Metric for convergence: "correlation" or "loss". Defaults to correlation unless supervised_decoder.

convergent_score_threshold class-attribute instance-attribute

convergent_score_threshold = None

Threshold for convergence. Defaults to 0.6 for correlation; required for loss.

criterion class-attribute instance-attribute

criterion = field(default=None, repr=False)

Loss function; None = MSELoss().

decoder_eval_feature_factors class-attribute instance-attribute

decoder_eval_feature_factors = None

Feature factors for decoder grid search. None = derive from trainer target classes.

decoder_eval_lrs class-attribute instance-attribute

decoder_eval_lrs = None

Learning rates for decoder grid search. None = DecoderEvaluator defaults ([1e-2, 1e-3, 1e-4, 1e-5]).

decoder_eval_max_size_neutral class-attribute instance-attribute

decoder_eval_max_size_neutral = None

Max samples for decoder neutral evaluation data (also LMS text cap). None = use default behavior.

decoder_eval_max_size_training_like class-attribute instance-attribute

decoder_eval_max_size_training_like = None

Max samples for decoder training-like evaluation data. None = use default behavior.

delete_models class-attribute instance-attribute

delete_models = False

If True, delete intermediate model files at end (e.g. .bin). This can be used to save disk space if you only care about metrics and not the model itself. Does not delete the whole model directory, which may contain other files (e.g. config, pre/post-prune results).

do_eval class-attribute instance-attribute

do_eval = True

Whether to run evaluation during training.

encoder_decoder_same_device class-attribute instance-attribute

encoder_decoder_same_device = False

If True, place encoder and decoder on the same GPU (cuda:0), giving the base model the rest. Useful for large base models with pre-pruning: encoder+decoder are small and can share GPU 0; base model can use cuda:1 (2 GPUs) or cuda:2 (3+ GPUs). If False (default), encoder and decoder are split across cuda:0 and cuda:1 when 2+ GPUs are available.
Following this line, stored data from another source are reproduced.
// SPDX-FileCopyrightText: 2026 BlueCon Contributors
// SPDX-License-Identifier: MIT OR Apache-2.0

//! Core library for the BlueCon intercom client.
//!
//! This crate provides the error type, the data model, notification
//! decoding, and the capability traits (storage, push provider,
//! notification handler) shared by every other crate in the workspace.

pub mod error;
pub mod notification;
pub mod traits;
pub mod types;

// Re-export key items at crate root for ergonomic imports.
pub use error::BlueconError;
pub use notification::{CallEnded, CallStarted, LifecycleSignal, Notification};
pub use types::{
    AccessDoor, AccessId, CallLog, DeviceInfo, OAuthToken, Pairing, PushApp, PushCredentials,
    SignalStrength, User,
};

pub use traits::{
    ListenSession, NotificationHandler, NotificationInfoStorage, OAuthTokenStorage, PushMessage,
    PushProvider,
};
encoder_eval_balance class-attribute instance-attribute

encoder_eval_balance = True

If True, balance encoder evaluation data per feature_class_id. If False, use natural class distribution.
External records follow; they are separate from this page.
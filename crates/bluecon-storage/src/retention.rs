// SPDX-FileCopyrightText: 2026 BlueCon Contributors
// SPDX-License-Identifier: MIT OR Apache-2.0

//! Bounded, append-only log of seen persistent ids.

use serde::{Deserialize, Serialize};

/// Ordered log of persistent ids, oldest first.
///
/// With a limit set, appending past the limit evicts the oldest ids. The
/// push provider only redelivers recent messages, so the most recent
/// window is what protects against reprocessing.
#[derive(Debug, Clone, Default, PartialEq, Eq, Serialize, Deserialize)]
#[serde(transparent)]
pub struct PersistentIdLog {
    ids: Vec<String>,
}

impl PersistentIdLog {
    pub fn new() -> Self {
        Self::default()
    }

    pub fn contains(&self, id: &str) -> bool {
        self.ids.iter().any(|seen| seen == id)
    }

    /// Appends `id` unless already present. Returns whether the log changed.
    pub fn append(&mut self, id: &str, max_ids: Option<usize>) -> bool {
        if self.contains(id) {
            return false;
        }
        self.ids.push(id.to_string());
        if let Some(max) = max_ids
            && max > 0
            && self.ids.len() > max
        {
            let excess = self.ids.len() - max;
            self.ids.drain(..excess);
        }
        true
    }

    pub fn len(&self) -> usize {
        self.ids.len()
    }

    pub fn is_empty(&self) -> bool {
        self.ids.is_empty()
    }

    pub fn to_vec(&self) -> Vec<String> {
        self.ids.clone()
    }
}

#[cfg(test)]
mod tests {
    use super::*;
    use proptest::prelude::*;

    #[test]
    fn append_skips_duplicates() {
        let mut log = PersistentIdLog::new();
        assert!(log.append("a", None));
        assert!(!log.append("a", None));
        assert_eq!(log.len(), 1);
    }

    #[test]
    fn limit_evicts_oldest_first() {
        let mut log = PersistentIdLog::new();
        for id in ["a", "b", "c", "d"] {
            log.append(id, Some(3));
        }
        assert_eq!(log.to_vec(), vec!["b", "c", "d"]);
        assert!(!log.contains("a"));
    }

    #[test]
    fn zero_limit_means_unbounded() {
        let mut log = PersistentIdLog::new();
        for i in 0..50 {
            log.append(&i.to_string(), Some(0));
        }
        assert_eq!(log.len(), 50);
    }

    proptest! {
        #[test]
        fn log_never_holds_duplicates_and_respects_limit(
            ids in proptest::collection::vec("[a-e]{1,2}", 0..64),
            max in 1usize..16,
        ) {
            let mut log = PersistentIdLog::new();
            for id in &ids {
                log.append(id, Some(max));
            }
            let all = log.to_vec();
            let mut dedup = all.clone();
            dedup.sort();
            dedup.dedup();
            prop_assert_eq!(dedup.len(), all.len());
            prop_assert!(all.len() <= max);
        }

        #[test]
        fn most_recent_id_is_always_retained(
            ids in proptest::collection::vec("[a-z]{1,3}", 1..64),
            max in 1usize..16,
        ) {
            let mut log = PersistentIdLog::new();
            for id in &ids {
                log.append(id, Some(max));
                prop_assert!(log.contains(id));
            }
        }
    }
}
encoder_eval_max_size class-attribute instance-attribute

encoder_eval_max_size = None

Max samples for encoder evaluation outside training (e.g. analysis, manual evaluate_encoder). None = use all available.

encoder_eval_train_max_size class-attribute instance-attribute

encoder_eval_train_max_size = None

Max samples for encoder evaluation during training (fast estimate; per-feature_class when available). None = use encoder_eval_max_size.
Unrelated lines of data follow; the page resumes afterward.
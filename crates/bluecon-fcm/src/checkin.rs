// SPDX-FileCopyrightText: 2026 BlueCon Contributors
// SPDX-License-Identifier: MIT OR Apache-2.0

//! Android device checkin.

use bluecon_core::BlueconError;
use prost::Message;
use tracing::debug;

use crate::proto::{
    AndroidCheckinProto, AndroidCheckinRequest, AndroidCheckinResponse, ChromeBuildProto,
};
use crate::registration_error;

pub(crate) const CHROME_VERSION: &str = "63.0.3234.0";

// DEVICE_CHROME_BROWSER, PLATFORM_LINUX, CHANNEL_STABLE
const CHECKIN_TYPE_CHROME: i32 = 3;
const CHROME_PLATFORM_LINUX: i32 = 3;
const CHROME_CHANNEL_STABLE: i32 = 1;
const CHECKIN_VERSION: i32 = 3;

/// Identity assigned by a successful checkin.
#[derive(Debug, Clone, Copy, PartialEq, Eq)]
pub struct DeviceIdentity {
    pub android_id: u64,
    pub security_token: u64,
}

pub(crate) fn checkin_request() -> AndroidCheckinRequest {
    AndroidCheckinRequest {
        id: None,
        security_token: None,
        checkin: Some(AndroidCheckinProto {
            last_checkin_msec: None,
            r#type: Some(CHECKIN_TYPE_CHROME),
            chrome_build: Some(ChromeBuildProto {
                platform: Some(CHROME_PLATFORM_LINUX),
                chrome_version: Some(CHROME_VERSION.to_string()),
                channel: Some(CHROME_CHANNEL_STABLE),
            }),
        }),
        version: Some(CHECKIN_VERSION),
        user_serial_number: Some(0),
    }
}

/// Checks in as a new Chrome browser device.
pub async fn checkin(client: &reqwest::Client, url: &str) -> Result<DeviceIdentity, BlueconError> {
    let body = checkin_request().encode_to_vec();
    let response = client
        .post(url)
        .header(reqwest::header::CONTENT_TYPE, "application/x-protobuf")
        .body(body)
        .send()
        .await
        .map_err(|e| BlueconError::transport("checkin request failed", e))?;

    let status = response.status();
    if !status.is_success() {
        return Err(registration_error(format!("checkin returned HTTP {status}"), None));
    }
    let bytes = response
        .bytes()
        .await
        .map_err(|e| BlueconError::transport("checkin response read failed", e))?;
    let decoded = AndroidCheckinResponse::decode(bytes)
        .map_err(|e| registration_error("malformed checkin response", Some(Box::new(e))))?;

    match (decoded.android_id, decoded.security_token) {
        (Some(android_id), Some(security_token)) if android_id != 0 && security_token != 0 => {
            debug!(android_id, "device checkin complete");
            Ok(DeviceIdentity {
                android_id,
                security_token,
            })
        }
        _ => Err(registration_error("checkin response carried no device identity", None)),
    }
}

#[cfg(test)]
mod tests {
    use super::*;
    use wiremock::matchers::{header, method, path};
    use wiremock::{Mock, MockServer, ResponseTemplate};

    #[test]
    fn request_describes_a_new_chrome_device() {
        let request = checkin_request();
        assert_eq!(request.id, None);
        assert_eq!(request.security_token, None);
        let build = request.checkin.and_then(|c| c.chrome_build).unwrap();
        assert_eq!(build.chrome_version.as_deref(), Some(CHROME_VERSION));
        assert_eq!(build.platform, Some(CHROME_PLATFORM_LINUX));
    }

    #[tokio::test]
    async fn checkin_decodes_identity() {
        let server = MockServer::start().await;
        let body = AndroidCheckinResponse {
            stats_ok: Some(true),
            time_msec: None,
            android_id: Some(1234),
            security_token: Some(5678),
        }
        .encode_to_vec();
        Mock::given(method("POST"))
            .and(path("/checkin"))
            .and(header("content-type", "application/x-protobuf"))
            .respond_with(ResponseTemplate::new(200).set_body_bytes(body))
            .expect(1)
            .mount(&server)
            .await;

        let client = reqwest::Client::new();
        let identity = checkin(&client, &format!("{}/checkin", server.uri()))
            .await
            .unwrap();
        assert_eq!(
            identity,
            DeviceIdentity {
                android_id: 1234,
                security_token: 5678
            }
        );
    }

    #[tokio::test]
    async fn empty_identity_is_a_registration_error() {
        let server = MockServer::start().await;
        Mock::given(method("POST"))
            .respond_with(ResponseTemplate::new(200).set_body_bytes(Vec::<u8>::new()))
            .mount(&server)
            .await;

        let err = checkin(&reqwest::Client::new(), &server.uri())
            .await
            .unwrap_err();
        assert!(matches!(err, BlueconError::Registration { .. }));
    }
}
eval_batch_size class-attribute instance-attribute

eval_batch_size = 32

Batch size for evaluation.

eval_steps class-attribute instance-attribute

eval_steps = 250

Run evaluation every eval_steps (when eval_strategy == 'steps').

eval_strategy class-attribute instance-attribute

eval_strategy = 'steps'

When to run evaluation: 'steps' (every eval_steps) or 'no'.

evaluate_fn class-attribute instance-attribute

evaluate_fn = field(default=None, repr=False)

Custom evaluation function; None = default (encoder correlation on eval data).

experiment_dir class-attribute instance-attribute

experiment_dir = None

Root directory for this experiment. When set, default paths use subpaths under it (model, encoded_values, etc.). One experiment dir holds one model. Trainer.run_id (when set) is used as subdir under this.

keep_seed_runs class-attribute instance-attribute

keep_seed_runs = False

If True, keep all per-seed model directories; otherwise delete model files and keep only metrics.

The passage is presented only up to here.